China has donated 200 new ambulances to Armenia as part of its continuing economic assistance to the South Caucasus country.
The vehicles fitted with modern medical equipment were officially handed over to the Armenian side on Wednesday at a ceremony attended by Prime Minister Nikol Pashinian, Health Minister Arsen Torosian and other senior Armenian officials. Two-thirds of them are due to be distributed to public ambulance services outside Yerevan.
Torosian stressed the significance of the $13 million donation, saying that 65 of those vehicles are intensive care ambulances that will enable Armenian doctors to save more lives when providing first medical assistance.
China’s ambassador in Yerevan, Tian Erlong, said Chinese specialists have trained about 350 Armenian doctors, nurses and ambulance drivers to use the new equipment.
China already donated 88 ambulances to Armenia in 2011. Its plans to provide more such vehicles and medical equipment were first announced by the former Armenian government last year.
Chinese government aid to Armenia has totaled at least $50 million since 2012. It includes 250 Chinese-manufactured buses donated to Yerevan’s public transportation system six years ago.
Tian attributed this “selfless” aid to what he called centuries-old “friendship of our peoples.” “I am confident that China and Armenia will continue to cooperate in various areas and that Chinese-Armenian ties will be continuous and strong,” the envoy said at the ceremony.
Political relations between the two nations have been cordial ever since Armenia gained independence in 1991. Chinese President Xi Jinping and his then Armenian counterpart Serzh Sarkisian reported “mutual understanding on issues relating to pivotal interests and concerns of the two countries” after talks in Beijing in 2015.
The current Armenian government seems keen to maintain the warm rapport with Beijing. Pashinian said China and Armenia share “many common interests” when he attended the inauguration in August of a new school in Yerevan where hundreds of Armenian children study the Chinese language.
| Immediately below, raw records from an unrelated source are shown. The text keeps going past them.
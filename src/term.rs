//! Terminal presentation
//!
//! Line-oriented rendering with crossterm styling. The core never calls
//! into this module; the session loop feeds it text and success/failure
//! signals.

use crossterm::style::Stylize;
use std::io::{self, BufRead, Write};

/// ASCII banner shown once at startup
pub const BANNER: &str = r#"
╔═══════════════════════════════════════════════════════════╗
║   TERMINAL TROUBLESHOOTER                                 ║
║   One server. Many outages. You and a shell.              ║
╚═══════════════════════════════════════════════════════════╝
"#;

pub fn banner() {
    println!("{}", BANNER.cyan());
    let started = chrono::Local::now().format("%H:%M");
    println!("{}", format!("Shift started at {}. Good luck, sysadmin.", started).dim());
}

/// Level header with narrative text.
pub fn scenario(number: usize, title: &str, description: &str) {
    println!();
    println!("{}", format!("── Level {}: {} ──", number, title).magenta().bold());
    println!("{}", description);
}

pub fn task(text: &str) {
    println!("{} {}", "TASK".yellow().bold(), text);
}

/// Raw simulated command output, dimmed to read like a terminal-in-a-terminal.
pub fn output_block(text: &str) {
    if !text.is_empty() {
        println!("{}", text.to_string().dim());
    }
}

pub fn success(message: &str) {
    println!("{} {}", "✔".green().bold(), message.to_string().green());
}

pub fn error(message: &str) {
    println!("{} {}", "✘".red().bold(), message);
}

pub fn hint(text: &str) {
    println!("{} {}", "HINT".blue().bold(), text);
}

pub fn xp(total: u32, awarded: u32) {
    println!("{}", format!("+{} XP (total {})", awarded, total).yellow());
}

pub fn level_complete() {
    println!("{}", "Level complete!".green().bold());
}

pub fn game_complete(total_xp: u32) {
    println!();
    println!("{}", "Congratulations! Every outage resolved.".green().bold());
    println!("{}", format!("Final XP: {}", total_xp).yellow().bold());
    println!("{}", "Thanks for playing Terminal Troubleshooter!".dim());
}

/// Print the prompt and read one line. `None` means EOF (player hung up).
pub fn prompt() -> io::Result<Option<String>> {
    print!("{}", "sysadmin@server".green().bold());
    print!("{}", ":".white());
    print!("{}", "~".blue().bold());
    print!("$ ");
    io::stdout().flush()?;

    let mut line = String::new();
    if io::stdin().lock().read_line(&mut line)? == 0 {
        return Ok(None);
    }
    Ok(Some(line.trim_end().to_string()))
}
#[cfg(test)]
mod tests {
    use super::*;
    use crate::shell::Interpreter;

    fn tiny_level(id: &str) -> Level {
        Level {
            id: id.to_string(),
            title: "t".into(),
            description: "d".into(),
            steps: vec![Step {
                task: "list the logs".into(),
                expected: vec![CommandPattern::new("ls /var/log")],
                on_success: StepReward {
                    message: "done".into(),
                    xp: 10,
                    state_changes: vec![],
                },
                hint_on_fail: "try ls".into(),
                output_overrides: OutputOverrides::new(),
            }],
        }
    }

    fn engine_with(levels: Vec<Level>) -> LevelEngine {
        LevelEngine::new(LevelSet::new(levels).unwrap())
    }

    fn play(engine: &mut LevelEngine, env: &mut SimEnv, line: &str) -> Judgement {
        let result = Interpreter::new().execute(env, line, engine.active_overrides().cloned().as_ref());
        engine.submit(line, &result, env)
    }

    #[test]
    fn validation_rejects_malformed_data() {
        assert!(matches!(LevelSet::new(vec![]), Err(DataError::NoLevels)));

        let mut empty_steps = tiny_level("a");
        empty_steps.steps.clear();
        assert!(matches!(
            LevelSet::new(vec![empty_steps]),
            Err(DataError::EmptyLevel(_))
        ));

        let mut no_expected = tiny_level("a");
        no_expected.steps[0].expected.clear();
        assert!(matches!(
            LevelSet::new(vec![no_expected]),
            Err(DataError::EmptyStep { .. })
        ));

        assert!(matches!(
            LevelSet::new(vec![tiny_level("a"), tiny_level("a")]),
            Err(DataError::DuplicateLevelId(_))
        ));
    }

    #[test]
    fn builtin_catalog_is_valid() {
        let set = LevelSet::builtin();
        assert!(set.len() >= 4);
    }

    #[test]
    fn satisfying_the_only_step_completes_level_and_game() {
        let mut engine = engine_with(vec![tiny_level("a")]);
        let mut env = SimEnv::baseline();

        match play(&mut engine, &mut env, "ls /var/log") {
            Judgement::Advanced {
                xp_awarded,
                level_complete,
                game_complete,
                ..
            } => {
                assert_eq!(xp_awarded, 10);
                assert!(level_complete);
                assert!(game_complete);
            }
            other => panic!("expected Advanced, got {:?}", other),
        }
        assert_eq!(engine.xp(), 10);
        assert!(engine.is_complete());
    }

    #[test]
    fn wrong_command_increments_attempts_and_hints_repeat() {
        let mut engine = engine_with(vec![tiny_level("a")]);
        let mut env = SimEnv::baseline();

        // threshold is 2: first two failures come without a hint
        for _ in 0..2 {
            match play(&mut engine, &mut env, "cat /etc/passwd") {
                Judgement::Retry { hint, command_failed, .. } => {
                    assert!(hint.is_none());
                    assert!(!command_failed); // valid command, wrong task
                }
                other => panic!("expected Retry, got {:?}", other),
            }
        }
        // from the third failed attempt on, the hint appears every time
        for _ in 0..3 {
            match play(&mut engine, &mut env, "cat /etc/passwd") {
                Judgement::Retry { hint, .. } => assert_eq!(hint.as_deref(), Some("try ls")),
                other => panic!("expected Retry, got {:?}", other),
            }
        }
    }

    #[test]
    fn failed_command_does_not_satisfy_even_when_pattern_matches() {
        let mut level = tiny_level("a");
        level.steps[0].expected = vec![CommandPattern::new("cat /ghost")];
        let mut engine = engine_with(vec![level]);
        let mut env = SimEnv::baseline();

        match play(&mut engine, &mut env, "cat /ghost") {
            Judgement::Retry { command_failed, message, .. } => {
                assert!(command_failed);
                assert_eq!(message, "target not found: /ghost");
            }
            other => panic!("expected Retry, got {:?}", other),
        }
        assert_eq!(engine.progress().step_index, 0);
    }

    #[test]
    fn resubmitting_a_satisfied_steps_command_does_not_regress() {
        let mut second = tiny_level("b");
        second.steps[0].expected = vec![CommandPattern::new("ps aux")];
        let mut engine = engine_with(vec![tiny_level("a"), second]);
        let mut env = SimEnv::baseline();

        play(&mut engine, &mut env, "ls /var/log");
        assert_eq!(engine.progress().level_index, 1);

        // step one's command again: judged against level two, a miss
        let judgement = play(&mut engine, &mut env, "ls /var/log");
        assert!(matches!(judgement, Judgement::Retry { .. }));
        assert_eq!(engine.progress().level_index, 1);
        assert_eq!(engine.progress().step_index, 0);
    }

    #[test]
    fn game_complete_is_absorbing() {
        let mut engine = engine_with(vec![tiny_level("a")]);
        let mut env = SimEnv::baseline();
        play(&mut engine, &mut env, "ls /var/log");
        assert!(engine.is_complete());

        let xp = engine.xp();
        for line in ["ls /var/log", "ps aux", "nonsense"] {
            assert_eq!(play(&mut engine, &mut env, line), Judgement::AlreadyComplete);
        }
        assert_eq!(engine.xp(), xp);
        assert_eq!(engine.progress().level_index, 1);
    }

    #[test]
    fn state_changes_apply_on_satisfaction() {
        let mut level = tiny_level("a");
        level.steps[0].on_success.state_changes = vec![StateChange::SetMetric {
            name: "disk_usage_pct".into(),
            value: 40,
        }];
        let mut engine = engine_with(vec![level]);
        let mut env = SimEnv::baseline();

        assert_eq!(env.metric("disk_usage_pct"), Some(95));
        play(&mut engine, &mut env, "ls /var/log");
        assert_eq!(env.metric("disk_usage_pct"), Some(40));
    }

    #[test]
    fn multi_step_levels_enforce_order() {
        let mut level = tiny_level("a");
        level.steps.push(Step {
            task: "now restart apache".into(),
            expected: vec![CommandPattern::new("systemctl restart apache2")],
            on_success: StepReward {
                message: "fixed".into(),
                xp: 50,
                state_changes: vec![],
            },
            hint_on_fail: "systemctl".into(),
            output_overrides: OutputOverrides::new(),
        });
        let mut engine = engine_with(vec![level]);
        let mut env = SimEnv::baseline();

        // step two's command first: rejected, still on step one
        assert!(matches!(
            play(&mut engine, &mut env, "systemctl restart apache2"),
            Judgement::Retry { .. }
        ));
        assert_eq!(engine.progress().step_index, 0);

        play(&mut engine, &mut env, "ls /var/log");
        assert_eq!(engine.progress().step_index, 1);

        match play(&mut engine, &mut env, "systemctl restart apache2") {
            Judgement::Advanced { level_complete, .. } => assert!(level_complete),
            other => panic!("expected Advanced, got {:?}", other),
        }
    }

    #[test]
    fn levels_round_trip_through_json() {
        let set = LevelSet::new(vec![tiny_level("a")]).unwrap();
        let text = serde_json::to_string(&set.levels).unwrap();
        let reloaded = LevelSet::from_json(&text).unwrap();
        assert_eq!(reloaded.len(), 1);
        assert_eq!(reloaded.get(0).unwrap().id, "a");
    }
}
//! Terminal Troubleshooter
//!
//! Interactive session: prompt for a command, simulate it, judge it
//! against the current level, render the verdict. One command per turn.

use anyhow::Context;
use terminal_troubleshooter::game::Judgement;
use terminal_troubleshooter::{term, Interpreter, LevelEngine, LevelSet, SimEnv};

fn main() -> terminal_troubleshooter::Result<()> {
    // Built-in campaign, or an author-supplied JSON level file.
    // Malformed level data is the one fatal error; it aborts here.
    let levels = match std::env::args().nth(1) {
        Some(path) => {
            let text = std::fs::read_to_string(&path)
                .with_context(|| format!("cannot read level file {}", path))?;
            LevelSet::from_json(&text).context("invalid level file")?
        }
        None => LevelSet::builtin(),
    };

    let mut env = SimEnv::baseline();
    let interpreter = Interpreter::new();
    let mut engine = LevelEngine::new(levels);

    term::banner();

    // Track where we are so level/task text prints on every transition.
    let mut announced: Option<(usize, usize)> = None;

    while !engine.is_complete() {
        let here = (engine.progress().level_index, engine.progress().step_index);
        if announced != Some(here) {
            if announced.map(|(level, _)| level) != Some(here.0) {
                if let Some(level) = engine.current_level() {
                    term::scenario(here.0 + 1, &level.title, &level.description);
                }
            }
            if let Some(step) = engine.current_step() {
                term::task(&step.task);
            }
            announced = Some(here);
        }

        let Some(line) = term::prompt()? else {
            break; // EOF
        };
        let trimmed = line.trim();
        if trimmed.eq_ignore_ascii_case("exit") || trimmed.eq_ignore_ascii_case("quit") {
            break;
        }

        let overrides = engine.active_overrides().cloned();
        let result = interpreter.execute(&mut env, &line, overrides.as_ref());
        term::output_block(&result.output);

        match engine.submit(&line, &result, &mut env) {
            Judgement::Advanced {
                message,
                xp_awarded,
                level_complete,
                game_complete,
                ..
            } => {
                term::success(&message);
                term::xp(engine.xp(), xp_awarded);
                if level_complete && !game_complete {
                    term::level_complete();
                }
            }
            Judgement::Retry { message, hint, .. } => {
                term::error(&message);
                if let Some(hint) = hint {
                    term::hint(&hint);
                }
            }
            Judgement::AlreadyComplete => break,
        }
    }

    if engine.is_complete() {
        term::game_complete(engine.xp());
    } else {
        println!("Session ended. See you next shift.");
    }
    Ok(())
}
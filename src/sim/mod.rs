//! The simulated server environment
//!
//! Holds everything a command can observe or change: the filesystem,
//! the process table, Docker containers, Kubernetes pods and
//! deployments, and named resource gauges. Queries never mutate;
//! mutation happens only through the named apply operations (or a
//! [`StateChange`] applied by the level engine), which keeps replays
//! deterministic.

pub mod baseline;
pub mod fs;

pub use fs::{FsNode, FsTree};

use serde::{Deserialize, Serialize};
use std::collections::BTreeMap;

/// State of a simulated OS process.
#[derive(Debug, Clone, Copy, PartialEq, Eq, Serialize, Deserialize)]
pub enum ProcState {
    Running,
    Stopped,
    Killed,
}

impl ProcState {
    /// The STAT column letter `ps` prints.
    pub fn stat_char(&self) -> char {
        match self {
            ProcState::Running => 'S',
            ProcState::Stopped => 'T',
            ProcState::Killed => 'Z',
        }
    }
}

impl std::fmt::Display for ProcState {
    fn fmt(&self, f: &mut std::fmt::Formatter<'_>) -> std::fmt::Result {
        match self {
            ProcState::Running => write!(f, "running"),
            ProcState::Stopped => write!(f, "stopped"),
            ProcState::Killed => write!(f, "killed"),
        }
    }
}

/// A simulated OS process.
#[derive(Debug, Clone, Serialize, Deserialize)]
pub struct Process {
    pub name: String,
    pub state: ProcState,
    pub command: String,
    pub cpu: f32,
    pub mem: f32,
}

/// Status of a Docker container. Closed set.
#[derive(Debug, Clone, Copy, PartialEq, Eq, Serialize, Deserialize)]
pub enum ContainerStatus {
    Running,
    Exited,
    Restarting,
}

impl std::fmt::Display for ContainerStatus {
    fn fmt(&self, f: &mut std::fmt::Formatter<'_>) -> std::fmt::Result {
        match self {
            ContainerStatus::Running => write!(f, "Up 2 days"),
            ContainerStatus::Exited => write!(f, "Exited (1) 2 hours ago"),
            ContainerStatus::Restarting => write!(f, "Restarting (1) 5 seconds ago"),
        }
    }
}

/// A simulated Docker container.
#[derive(Debug, Clone, Serialize, Deserialize)]
pub struct Container {
    pub name: String,
    pub image: String,
    pub status: ContainerStatus,
    pub ports: String,
    pub logs: Vec<String>,
}

/// Phase of a Kubernetes pod. Closed set.
#[derive(Debug, Clone, Copy, PartialEq, Eq, Serialize, Deserialize)]
pub enum PodPhase {
    Running,
    Pending,
    CrashLoopBackOff,
    Failed,
}

impl std::fmt::Display for PodPhase {
    fn fmt(&self, f: &mut std::fmt::Formatter<'_>) -> std::fmt::Result {
        match self {
            PodPhase::Running => write!(f, "Running"),
            PodPhase::Pending => write!(f, "Pending"),
            PodPhase::CrashLoopBackOff => write!(f, "CrashLoopBackOff"),
            PodPhase::Failed => write!(f, "Failed"),
        }
    }
}

/// A simulated Kubernetes pod.
#[derive(Debug, Clone, Serialize, Deserialize)]
pub struct Pod {
    pub namespace: String,
    pub phase: PodPhase,
    pub deployment: String,
    pub restarts: u32,
    pub logs: Vec<String>,
}

/// A simulated Kubernetes deployment.
#[derive(Debug, Clone, Serialize, Deserialize)]
pub struct Deployment {
    pub replicas: u32,
}

/// A named mutation a level step applies to the environment on success.
///
/// These are the same operations the mutating shell commands use; the
/// level engine just invokes them from data.
#[derive(Debug, Clone, Serialize, Deserialize)]
#[serde(tag = "type", rename_all = "snake_case")]
pub enum StateChange {
    ProcessState { pid: u32, state: ProcState },
    ContainerStatus { id: String, status: ContainerStatus },
    PodPhase { name: String, phase: PodPhase },
    ScaleDeployment { name: String, replicas: u32 },
    CreateDir { path: String },
    WriteFile { path: String, content: String },
    DeletePath { path: String },
    SetMetric { name: String, value: u32 },
    AppendContainerLog { id: String, line: String },
    AppendPodLog { name: String, line: String },
}

/// The whole simulated world. One per session; queries are read-only,
/// apply operations are the only mutation paths.
#[derive(Debug, Clone, Serialize, Deserialize)]
pub struct SimEnv {
    pub fs: FsTree,
    processes: BTreeMap<u32, Process>,
    containers: BTreeMap<String, Container>,
    pods: BTreeMap<String, Pod>,
    deployments: BTreeMap<String, Deployment>,
    metrics: BTreeMap<String, u32>,
}

impl SimEnv {
    /// An empty world. Most callers want [`SimEnv::baseline`].
    pub fn empty() -> Self {
        Self {
            fs: FsTree::new(),
            processes: BTreeMap::new(),
            containers: BTreeMap::new(),
            pods: BTreeMap::new(),
            deployments: BTreeMap::new(),
            metrics: BTreeMap::new(),
        }
    }

    /// The default troubled server every session starts from.
    pub fn baseline() -> Self {
        baseline::build()
    }

    // --- Queries ---

    pub fn processes(&self) -> impl Iterator<Item = (&u32, &Process)> {
        self.processes.iter()
    }

    pub fn process(&self, pid: u32) -> Option<&Process> {
        self.processes.get(&pid)
    }

    /// First process whose name matches, for `systemctl <verb> <unit>`.
    pub fn process_by_name(&self, name: &str) -> Option<(u32, &Process)> {
        self.processes
            .iter()
            .find(|(_, p)| p.name == name)
            .map(|(pid, p)| (*pid, p))
    }

    pub fn containers(&self) -> impl Iterator<Item = (&String, &Container)> {
        self.containers.iter()
    }

    /// Resolve a container by exact name or id prefix, like the Docker CLI.
    pub fn container(&self, name_or_id: &str) -> Option<(&String, &Container)> {
        self.containers
            .iter()
            .find(|(id, c)| c.name == name_or_id || id.starts_with(name_or_id))
    }

    pub fn pods(&self) -> impl Iterator<Item = (&String, &Pod)> {
        self.pods.iter()
    }

    pub fn pod(&self, name: &str) -> Option<&Pod> {
        self.pods.get(name)
    }

    pub fn deployments(&self) -> impl Iterator<Item = (&String, &Deployment)> {
        self.deployments.iter()
    }

    pub fn deployment(&self, name: &str) -> Option<&Deployment> {
        self.deployments.get(name)
    }

    pub fn metric(&self, name: &str) -> Option<u32> {
        self.metrics.get(name).copied()
    }

    // --- Apply operations ---

    pub fn add_process(&mut self, pid: u32, process: Process) {
        self.processes.insert(pid, process);
    }

    pub fn set_process_state(&mut self, pid: u32, state: ProcState) -> bool {
        match self.processes.get_mut(&pid) {
            Some(p) => {
                p.state = state;
                true
            }
            None => false,
        }
    }

    pub fn add_container(&mut self, id: &str, container: Container) {
        self.containers.insert(id.to_string(), container);
    }

    /// Set a container's status by exact name or id prefix.
    pub fn set_container_status(&mut self, name_or_id: &str, status: ContainerStatus) -> bool {
        let id = match self.container(name_or_id) {
            Some((id, _)) => id.clone(),
            None => return false,
        };
        self.containers.get_mut(&id).map(|c| c.status = status).is_some()
    }

    pub fn append_container_log(&mut self, name_or_id: &str, line: &str) -> bool {
        let id = match self.container(name_or_id) {
            Some((id, _)) => id.clone(),
            None => return false,
        };
        match self.containers.get_mut(&id) {
            Some(c) => {
                c.logs.push(line.to_string());
                true
            }
            None => false,
        }
    }

    pub fn add_pod(&mut self, name: &str, pod: Pod) {
        self.pods.insert(name.to_string(), pod);
    }

    pub fn set_pod_phase(&mut self, name: &str, phase: PodPhase) -> bool {
        match self.pods.get_mut(name) {
            Some(p) => {
                p.phase = phase;
                true
            }
            None => false,
        }
    }

    pub fn append_pod_log(&mut self, name: &str, line: &str) -> bool {
        match self.pods.get_mut(name) {
            Some(p) => {
                p.logs.push(line.to_string());
                true
            }
            None => false,
        }
    }

    pub fn delete_pod(&mut self, name: &str) -> bool {
        self.pods.remove(name).is_some()
    }

    pub fn add_deployment(&mut self, name: &str, replicas: u32) {
        self.deployments.insert(name.to_string(), Deployment { replicas });
    }

    pub fn scale_deployment(&mut self, name: &str, replicas: u32) -> bool {
        match self.deployments.get_mut(name) {
            Some(d) => {
                d.replicas = replicas;
                true
            }
            None => false,
        }
    }

    pub fn set_metric(&mut self, name: &str, value: u32) {
        self.metrics.insert(name.to_string(), value);
    }

    /// Apply a level-authored state change. Misses are ignored: a level
    /// that references a vanished target must not crash the session.
    pub fn apply(&mut self, change: &StateChange) {
        match change {
            StateChange::ProcessState { pid, state } => {
                self.set_process_state(*pid, *state);
            }
            StateChange::ContainerStatus { id, status } => {
                self.set_container_status(id, *status);
            }
            StateChange::PodPhase { name, phase } => {
                self.set_pod_phase(name, *phase);
            }
            StateChange::ScaleDeployment { name, replicas } => {
                self.scale_deployment(name, *replicas);
            }
            StateChange::CreateDir { path } => {
                self.fs.mkdir(path);
            }
            StateChange::WriteFile { path, content } => {
                self.fs.insert(path, FsNode::file(content));
            }
            StateChange::DeletePath { path } => {
                self.fs.remove(path);
            }
            StateChange::SetMetric { name, value } => {
                self.set_metric(name, *value);
            }
            StateChange::AppendContainerLog { id, line } => {
                self.append_container_log(id, line);
            }
            StateChange::AppendPodLog { name, line } => {
                self.append_pod_log(name, line);
            }
        }
    }
}
#[cfg(test)]
mod tests {
    use super::*;
    use crate::shell::Interpreter;
    use crate::sim::SimEnv;

    fn run(env: &mut SimEnv, line: &str) -> CommandResult {
        Interpreter::new().execute(env, line, None)
    }

    #[test]
    fn ls_lists_directory_entries_sorted() {
        let mut env = SimEnv::baseline();
        let result = run(&mut env, "ls /var/log");
        assert!(result.success);
        assert_eq!(result.output, "auth.log\nkern.log\nsyslog");
    }

    #[test]
    fn ls_after_rm_no_longer_lists_the_entry() {
        let mut env = SimEnv::baseline();
        assert!(run(&mut env, "rm /var/log/syslog").success);
        let listing = run(&mut env, "ls /var/log");
        assert!(!listing.output.contains("syslog"));
    }

    #[test]
    fn rm_on_directory_without_recursive_is_wrong_state() {
        let mut env = SimEnv::baseline();
        let result = run(&mut env, "rm /var/log");
        assert!(!result.success);
        assert_eq!(result.message, "wrong state: /var/log");
        // -r makes it legal
        assert!(run(&mut env, "rm -r /var/log").success);
    }

    #[test]
    fn cat_and_grep_read_file_content() {
        let mut env = SimEnv::baseline();
        let cat = run(&mut env, "cat /var/log/syslog");
        assert!(cat.success);
        assert!(cat.output.contains("No space left on device"));

        let grep = run(&mut env, "grep 'No space' /var/log/syslog");
        assert!(grep.success);
        assert_eq!(
            grep.output,
            "May 22 10:05:11 server apache2[1234]: No space left on device"
        );
    }

    #[test]
    fn cat_missing_file_is_not_found() {
        let mut env = SimEnv::baseline();
        let result = run(&mut env, "cat /var/log/nope");
        assert!(!result.success);
        assert_eq!(result.output, "cat: /var/log/nope: No such file or directory");
        assert_eq!(result.message, "target not found: /var/log/nope");
    }

    #[test]
    fn ps_lists_every_process_with_header() {
        let mut env = SimEnv::baseline();
        let result = run(&mut env, "ps aux");
        assert!(result.success);
        let lines: Vec<&str> = result.output.lines().collect();
        assert!(lines[0].starts_with("USER"));
        assert_eq!(lines.len(), 5); // header + 4 baseline processes
        assert!(result.output.contains("/usr/sbin/apache2 -k start"));
    }

    #[test]
    fn kill_transitions_and_rejects_double_kill() {
        let mut env = SimEnv::baseline();
        assert!(run(&mut env, "kill -9 5678").success);
        let again = run(&mut env, "kill 5678");
        assert!(!again.success);
        assert!(again.message.starts_with("wrong state:"));
    }

    #[test]
    fn du_sums_real_simulated_sizes() {
        let mut env = SimEnv::baseline();
        let total = run(&mut env, "du -sh /var/log");
        assert!(total.output.starts_with("1.4G"));

        let glob = run(&mut env, "du -sh /var/log/*");
        assert!(glob.output.contains("/var/log/syslog"));
        assert!(glob.output.contains("8.0K"));

        // deleting the hog changes what du reports
        run(&mut env, "rm /var/log/syslog");
        let after = run(&mut env, "du -sh /var/log");
        assert!(after.output.starts_with("12.0K"));
    }

    #[test]
    fn df_reflects_the_disk_gauge() {
        let mut env = SimEnv::baseline();
        let before = run(&mut env, "df -h");
        assert!(before.output.contains("95% /"));

        env.set_metric("disk_usage_pct", 40);
        let after = run(&mut env, "df -h");
        assert!(after.output.contains("40% /"));
        assert!(!after.output.contains("95% /"));
    }

    #[test]
    fn mkdir_then_ls_shows_the_directory() {
        let mut env = SimEnv::baseline();
        assert!(run(&mut env, "mkdir /var/log/archive").success);
        assert!(run(&mut env, "ls /var/log").output.contains("archive"));
        let dup = run(&mut env, "mkdir /var/log/archive");
        assert!(!dup.success);
        assert!(dup.output.contains("File exists"));
    }

    #[test]
    fn find_by_name() {
        let mut env = SimEnv::baseline();
        let result = run(&mut env, "find / -name syslog");
        assert_eq!(result.output, "/var/log/syslog");
        let none = run(&mut env, "find /etc -name syslog");
        assert!(none.success);
        assert!(none.output.is_empty());
    }

    #[test]
    fn head_and_tail_slice_lines() {
        let mut env = SimEnv::baseline();
        let head = run(&mut env, "head -n2 /var/log/syslog");
        assert_eq!(head.output.lines().count(), 2);
        assert!(head.output.starts_with("May 22 10:00:01"));

        let tail = run(&mut env, "tail -n 1 /var/log/syslog");
        assert_eq!(tail.output.lines().count(), 1);
        assert!(tail.output.contains("CRON"));
    }

    #[test]
    fn chmod_updates_mode_bits() {
        let mut env = SimEnv::baseline();
        assert!(run(&mut env, "chmod 600 /etc/passwd").success);
        let listing = run(&mut env, "ls -l /etc");
        assert!(listing.output.contains("-rw-------"));
        let bad = run(&mut env, "chmod 9zz /etc/passwd");
        assert!(!bad.success);
        assert_eq!(bad.message, "invalid arguments");
    }

    #[test]
    fn mv_and_cp_between_directories() {
        let mut env = SimEnv::baseline();
        assert!(run(&mut env, "cp /etc/passwd /tmp/passwd.bak").success);
        assert!(run(&mut env, "cat /tmp/passwd.bak").success);
        assert!(run(&mut env, "cat /etc/passwd").success);

        assert!(run(&mut env, "mv /tmp/passwd.bak /home/guest/passwd.bak").success);
        assert!(!run(&mut env, "cat /tmp/passwd.bak").success);
        assert!(run(&mut env, "cat /home/guest/passwd.bak").success);
    }
}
The Chinese government spent over $12 million on building and equipping the school. Intensive language courses there are taught by Chinese teachers.
China further underscored its interest in Armenia last year when it started building a new and much bigger building for its embassy in Yerevan. The vast embassy compound is due to be completed by the end of 2019. It will reportedly be the second largest Chinese diplomatic mission in the former Soviet Union.
China has been Armenia’s second largest trading partner for the last several years. According to official Armenian statistics, Chinese-Armenian trade soared by nearly 50 percent, to $342 million, in the first half of this year.